I don't think docjure supports streaming options yet  - but you can try using Apache POI streaming API - http://poi.apache.org/spreadsheet/index.html - that should help in reading large files.

HTH,
@vijaykiran

Stanislav Sobolev

unread,
Sep 7, 2013, 10:28:57 AM9/7/13
to clo...@googlegroups.com
Allright, but if use SXSSF how can i stream excel file to that? 
https://github.com/ktsujister/clj-tsv2xls/blob/master/src/tsv2xls/core.clj Like in this example
can anybody provide me code example of using that streaming please?
with-open [out-stream (io/output-stream outfile) and further?

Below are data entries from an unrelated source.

use crate::checkpoint::CheckpointStore;
use crate::config::ProcessConfig;
use crate::errors::ProcessError;
use crate::orchestrator::events::ProcessEvent;
use crate::orchestrator::transitions::{Outcome, TransitionError, TransitionTable};
use crate::phase::Phase;
use crate::recovery::ErrorHandler;
use crate::review::{
    ConsoleReviewChannel, PhaseReview, ReviewChannel, ReviewDecision, ReviewGate, ReviewStatus,
};
use crate::sink::{ArtifactSink, ProcessArtifact};
use crate::state::ProcessState;
use crate::worker::{DomainInput, FanOutOptions, WorkerOutput, WorkerRegistry, fan_out};
use serde_json::Value;
use std::collections::BTreeMap;
use std::sync::Arc;
use std::time::{Duration, Instant};
use tokio::sync::mpsc;
use tokio_util::sync::CancellationToken;

/// Key under which revision instructions reach workers in `DomainInput::attributes`.
pub const REVISION_INSTRUCTIONS_KEY: &str = "revision_instructions";

/// How a run ended.
#[derive(Debug)]
pub struct RunResult {
    pub state: ProcessState,
    /// Set when the run failed or was cancelled.
    pub failure: Option<ProcessError>,
    pub duration: Duration,
}

impl RunResult {
    pub fn is_complete(&self) -> bool {
        self.state.current_phase() == Phase::Complete
    }

    pub fn is_failed(&self) -> bool {
        self.state.current_phase() == Phase::Failed
    }

    /// Cancelled runs stop between phases and can be resumed.
    pub fn is_cancelled(&self) -> bool {
        matches!(self.failure, Some(ProcessError::Cancelled { .. }))
    }
}

/// Drives a run through the phase state machine.
pub struct PhaseOrchestrator {
    config: ProcessConfig,
    registry: WorkerRegistry,
    transitions: TransitionTable,
    gate: ReviewGate,
    handler: ErrorHandler,
    review_channel: Arc<dyn ReviewChannel>,
    sink: Option<Arc<dyn ArtifactSink>>,
    cancel: CancellationToken,
    event_tx: Option<mpsc::Sender<ProcessEvent>>,
}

суббота, 7 сентября 2013 г., 12:30:43 UTC+6 пользователь Vijay Kiran написал:

scott tudd

unread,
Dec 10, 2013, 1:06:01 PM12/10/13
to clo...@googlegroups.com
orthogonal, perhaps helpful:

I wrote a clojure (wrapper) library that "streams" data in-and-out of Excel quite easily (and other applications, mostly finance, that use DDE).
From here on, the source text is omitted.